July 1, 2011 Fear, Friends 3 Comments

True confession: I am one of those girls that judges my body for not being “More This” or “Less That.”

I certainly do possess the perspective that my body is strong and healthy and valuable and mine, so I try not to be That Girl who is constantly telling others how unhappy I am with my not-flat stomach. There are parts that I do like about my body (my legs, for instance — scars and all). But I find myself focusing way less on the parts I like and obsessing over my self-proclaimed “downfalls.”

While I can appreciate my body in total for what it is and what it is not, I am not immune to negative self-talk. If I find myself in the company of a good friend (or in the dressing room with someone I trust), I’ll let it all hang out — my stomach, and my thoughts.

My friend Caryn wrote this heartfelt letter to her body at the end of a kick-ass weekend where her body helped her achieve things she maybe wasn’t sure she had in her. I could relate to several of her sentiments, as I’m sure many of us can. Thanks for sharing this with me (and my readers), Caryn!

Dear Body,
Every day, I look in the mirror and think you aren’t good enough.  Every day I think about food and how it will affect how you look.  Every day since grammar school, I’ve compared you to everyone else on this planet.

Dear Body,
Yesterday I asked you to run 11.5 miles during the hottest part of the day in preparation for a half Ironman.  You did.  Today I asked you to cycle 102.5 miles.  I asked you to push hard and average 20mph on the way into Davis.  I asked you to pull other cyclists at 21 mph for 10 miles.  When other cyclists were struggling with the distance, you were ready for more.  You sat patiently waiting for me to tell you to push. You did everything I asked.  All without complaint. Every day I ask you to do more.  To swim, to bike, to run.  Every day. And every day I continue to think you aren’t good enough.  I look in the mirror and think you are too fat, too bulky, and too just not right.  I often compare your shape to that of a tree.  I complain because clothes don’t fit the way I’d like.  I feel uncomfortable in a swimsuit and god forbid anyone see you naked. The two times I marginally began to like you was when I starved you due to life situations.  Without nutrition and sleep, I still asked you to run at least twice a day.  And you did.

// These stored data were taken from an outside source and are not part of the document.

//! Turn rotation state machine with a cancellable bot "thinking" timer.
//! Time only moves through `advance_clock`, so callers decide how fast bots play.

use std::collections::VecDeque;

use slotmap::SlotMap;

use crate::player::Player;
use crate::types::{PlayerId, TurnPhase};

#[derive(Clone, Copy, Debug, PartialEq, Eq)]
pub enum TurnEvent {
    TurnEnded(PlayerId),
    TurnStarted(PlayerId),
    BotMoveDue(PlayerId),
    GameOver,
}

/// Armed for one seat; a timer whose seat is no longer active never fires.
#[derive(Clone, Copy, Debug, PartialEq, Eq)]
struct BotTimer {
    due_ms: u64,
    player: PlayerId,
}

#[derive(Clone, Debug)]
pub struct TurnScheduler {
    order: Vec<PlayerId>,
    active: usize,
    round: u32,
    phase: TurnPhase,
    bot_delay_ms: u64,
    now_ms: u64,
    timer: Option<BotTimer>,
    events: VecDeque<TurnEvent>,
}

fn is_live_bot(players: &SlotMap<PlayerId, Player>, id: PlayerId) -> bool {
    players.get(id).is_some_and(|player| player.alive && player.is_bot())
}

impl TurnScheduler {
    pub fn new(bot_delay_ms: u64) -> Self {
        Self {
            order: Vec::new(),
            active: 0,
            round: 1,
            phase: TurnPhase::Waiting,
            bot_delay_ms,
            now_ms: 0,
            timer: None,
            events: VecDeque::new(),
        }
    }

    pub fn init(&mut self, order: Vec<PlayerId>) {
        self.order = order;
        self.active = 0;
        self.round = 1;
        self.phase = TurnPhase::PlayerTurn;
        self.timer = None;
        self.events.clear();
    }

    /// Announces the first seat and arms the timer when that seat is a bot.
    pub fn start(&mut self, players: &SlotMap<PlayerId, Player>) {
        let Some(current) = self.current() else {
            return;
        };
        self.events.push_back(TurnEvent::TurnStarted(current));
        if is_live_bot(players, current) {
            self.arm(current);
        }
    }

    pub fn current(&self) -> Option<PlayerId> {
        self.order.get(self.active).copied()
    }

    pub fn phase(&self) -> TurnPhase {
        self.phase
    }

    pub fn round(&self) -> u32 {
        self.round
    }

    pub fn order(&self) -> &[PlayerId] {
        &self.order
    }

    pub fn now_ms(&self) -> u64 {
        self.now_ms
    }

    fn arm(&mut self, player: PlayerId) {
        self.phase = TurnPhase::BotThinking;
        self.timer = Some(BotTimer { due_ms: self.now_ms + self.bot_delay_ms, player });
    }

    /// Moves to the next living seat. The round counter ticks each time rotation wraps.
    /// Returns `None` and ends the game once nobody is alive.
    pub fn next_turn(&mut self, players: &SlotMap<PlayerId, Player>) -> Option<PlayerId> {
        if self.phase == TurnPhase::GameOver || self.order.is_empty() {
            return None;
        }
        if let Some(current) = self.current() {
            self.events.push_back(TurnEvent::TurnEnded(current));
        }
        self.timer = None;

        let alive = |id: PlayerId| players.get(id).is_some_and(|player| player.alive);
        let seats = self.order.len();
        for _ in 0..seats {
            self.active = (self.active + 1) % seats;
            if self.active == 0 {
                self.round += 1;
            }
            if alive(self.order[self.active]) {
                break;
            }
        }

        let current = self.order[self.active];
        if !alive(current) {
            self.finish();
            return None;
        }

        self.phase = TurnPhase::PlayerTurn;
        self.events.push_back(TurnEvent::TurnStarted(current));
        if is_live_bot(players, current) {
            self.arm(current);
        }
        tracing::debug!(round = self.round, seat = self.active, phase = ?self.phase, "turn started");
        Some(current)
    }

    /// Suspends rotation for an interactive sub-phase and drops any pending bot move.
    pub fn pause(&mut self) {
        self.timer = None;
        if self.phase != TurnPhase::GameOver {
            self.phase = TurnPhase::Waiting;
        }
    }

    pub fn resume(&mut self, players: &SlotMap<PlayerId, Player>) {
        if self.phase == TurnPhase::GameOver {
            return;
        }
        self.phase = TurnPhase::PlayerTurn;
        if let Some(current) = self.current()
            && is_live_bot(players, current)
        {
            self.arm(current);
        }
    }

    pub fn finish(&mut self) {
        self.timer = None;
        if self.phase != TurnPhase::GameOver {
            self.phase = TurnPhase::GameOver;
            self.events.push_back(TurnEvent::GameOver);
        }
    }

    /// Cancels the pending bot move without touching rotation.
    pub fn shutdown(&mut self) {
        self.timer = None;
    }

    pub fn is_human_turn(&self, players: &SlotMap<PlayerId, Player>) -> bool {
        self.phase == TurnPhase::PlayerTurn
            && self
                .current()
                .and_then(|id| players.get(id))
                .is_some_and(|player| player.alive && !player.is_bot())
    }

    pub fn time_until_bot_move(&self) -> Option<u64> {
        self.timer.map(|timer| timer.due_ms.saturating_sub(self.now_ms))
    }

    /// Advances the clock. When the armed bot timer comes due the phase returns to
    /// `PlayerTurn` and the bot whose move is due is returned.
    pub fn advance_clock(&mut self, elapsed_ms: u64) -> Option<PlayerId> {
        self.now_ms += elapsed_ms;
        let timer = self.timer?;
        if timer.due_ms > self.now_ms {
            return None;
        }
        self.timer = None;
        if self.current() != Some(timer.player) {
            tracing::warn!(player = ?timer.player, "dropped bot timer for a seat that is no longer active");
            return None;
        }
        self.phase = TurnPhase::PlayerTurn;
        self.events.push_back(TurnEvent::BotMoveDue(timer.player));
        Some(timer.player)
    }

    pub fn drain_events(&mut self) -> Vec<TurnEvent> {
        self.events.drain(..).collect()
    }
}

#[cfg(test)]
mod tests {
    use super::*;
    use crate::types::{Control, Strategy};

    fn table(controls: &[Control]) -> (SlotMap<PlayerId, Player>, Vec<PlayerId>) {
        let mut players = SlotMap::with_key();
        let order = controls
            .iter()
            .map(|control| players.insert_with_key(|id| Player::new(id, "P", "#FFFFFF", *control, 8)))
            .collect();
        (players, order)
    }

    fn humans(count: usize) -> (SlotMap<PlayerId, Player>, Vec<PlayerId>) {
        table(&vec![Control::Human; count])
    }

    #[test]
    fn init_starts_first_seat_in_player_turn() {
        let (_, order) = humans(3);
        let mut scheduler = TurnScheduler::new(600);
        assert_eq!(scheduler.phase(), TurnPhase::Waiting);
        scheduler.init(order.clone());
        assert_eq!(scheduler.phase(), TurnPhase::PlayerTurn);
        assert_eq!(scheduler.current(), Some(order[0]));
        assert_eq!(scheduler.round(), 1);
    }

    #[test]
    fn full_lap_returns_to_first_seat_and_counts_one_round() {
        for count in 1..=4 {
            let (players, order) = humans(count);
            let mut scheduler = TurnScheduler::new(600);
            scheduler.init(order.clone());
            for _ in 0..count {
                scheduler.next_turn(&players);
            }
            assert_eq!(scheduler.current(), Some(order[0]), "{count} seats");
            assert_eq!(scheduler.round(), 2, "{count} seats");
        }
    }

    #[test]
    fn dead_players_are_never_activated() {
        let (mut players, order) = humans(4);
        players[order[1]].alive = false;
        players[order[2]].alive = false;
        let mut scheduler = TurnScheduler::new(600);
        scheduler.init(order.clone());
        for _ in 0..10 {
            let next = scheduler.next_turn(&players).unwrap();
            assert!(next == order[0] || next == order[3]);
        }
    }

    #[test]
    fn nobody_alive_means_game_over() {
        let (mut players, order) = humans(2);
        for id in &order {
            players[*id].alive = false;
        }
        let mut scheduler = TurnScheduler::new(600);
        scheduler.init(order);
        assert_eq!(scheduler.next_turn(&players), None);
        assert_eq!(scheduler.phase(), TurnPhase::GameOver);
        assert_eq!(scheduler.drain_events().last(), Some(&TurnEvent::GameOver));
        assert_eq!(scheduler.next_turn(&players), None);
    }

    #[test]
    fn bot_turn_fires_after_the_thinking_delay() {
        let (players, order) = table(&[Control::Human, Control::Bot(Strategy::Explorer)]);
        let mut scheduler = TurnScheduler::new(600);
        scheduler.init(order.clone());
        scheduler.next_turn(&players);
        assert_eq!(scheduler.phase(), TurnPhase::BotThinking);
        assert!(!scheduler.is_human_turn(&players));

        assert_eq!(scheduler.advance_clock(599), None);
        assert_eq!(scheduler.time_until_bot_move(), Some(1));
        assert_eq!(scheduler.advance_clock(1), Some(order[1]));
        assert_eq!(scheduler.phase(), TurnPhase::PlayerTurn);
        assert_eq!(scheduler.advance_clock(10_000), None);

        scheduler.next_turn(&players);
        assert!(scheduler.is_human_turn(&players));
        let events = scheduler.drain_events();
        assert_eq!(
            events,
            vec![
                TurnEvent::TurnEnded(order[0]),
                TurnEvent::TurnStarted(order[1]),
                TurnEvent::BotMoveDue(order[1]),
                TurnEvent::TurnEnded(order[1]),
                TurnEvent::TurnStarted(order[0]),
            ]
        );
    }

    #[test]
    fn pause_cancels_pending_bot_move_and_resume_rearms_it() {
        let (players, order) = table(&[Control::Bot(Strategy::Aggressive), Control::Human]);
        let mut scheduler = TurnScheduler::new(600);
        scheduler.init(order.clone());
        scheduler.start(&players);
        assert_eq!(scheduler.phase(), TurnPhase::BotThinking);

        scheduler.advance_clock(300);
        scheduler.pause();
        assert_eq!(scheduler.phase(), TurnPhase::Waiting);
        assert_eq!(scheduler.advance_clock(5_000), None);
        assert_eq!(scheduler.current(), Some(order[0]));

        scheduler.resume(&players);
        assert_eq!(scheduler.time_until_bot_move(), Some(600));
        assert_eq!(scheduler.advance_clock(600), Some(order[0]));
    }

    #[test]
    fn shutdown_drops_the_timer() {
        let (players, order) = table(&[Control::Bot(Strategy::Balanced)]);
        let mut scheduler = TurnScheduler::new(50);
        scheduler.init(order);
        scheduler.start(&players);
        scheduler.shutdown();
        assert_eq!(scheduler.time_until_bot_move(), None);
        assert_eq!(scheduler.advance_clock(1_000), None);
    }

    #[test]
    fn human_turn_gate_requires_player_turn_phase() {
        let (players, order) = humans(1);
        let mut scheduler = TurnScheduler::new(600);
        scheduler.init(order);
        assert!(scheduler.is_human_turn(&players));
        scheduler.pause();
        assert!(!scheduler.is_human_turn(&players));
        scheduler.finish();
        scheduler.resume(&players);
        assert_eq!(scheduler.phase(), TurnPhase::GameOver);
    }
}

Several years ago I stopped the negative self speak that most women engage in.  I sit quietly as I hear other women say their bodies aren’t good enough.  I sit quietly, in silent protest, meanwhile I whisper to you that you should pay attention and listen to these complaints.  You are too fat, too bulky, and too unshapely.

Dear Body,
Today is the day that, in addition to sitting quiet during these ramblings of women, today is the day I stop telling you that you aren’t good enough.  Regardless of what image I see in the mirror, I ask a lot of you.  Each time you give me 100%.  Any other being that has been treated this poorly will crack and fight back and stop giving to someone so unappreciative. But you don’t.

So today, today you are good enough, just the way you are. Tomorrow you will be good enough and each day after that you will be good enough. Today I finally appreciate you.


Currently there are "3 comments" on this Article:

  1. Jane says:

    Thanks for sharing this; What a heartfelt “letter to yourself” Caryn!!! Unfortunately, there are a lot of us in the “not happy with my body girls club.” We seem to spend most of our life in that club. Just when I think I’ve come around to accepting my body, I find myself being “that girl” critical of my non flat stomach or recently when I realized the top of my hands look like ‘old lady’ hands. It’s time to take a step back and appreciate my body!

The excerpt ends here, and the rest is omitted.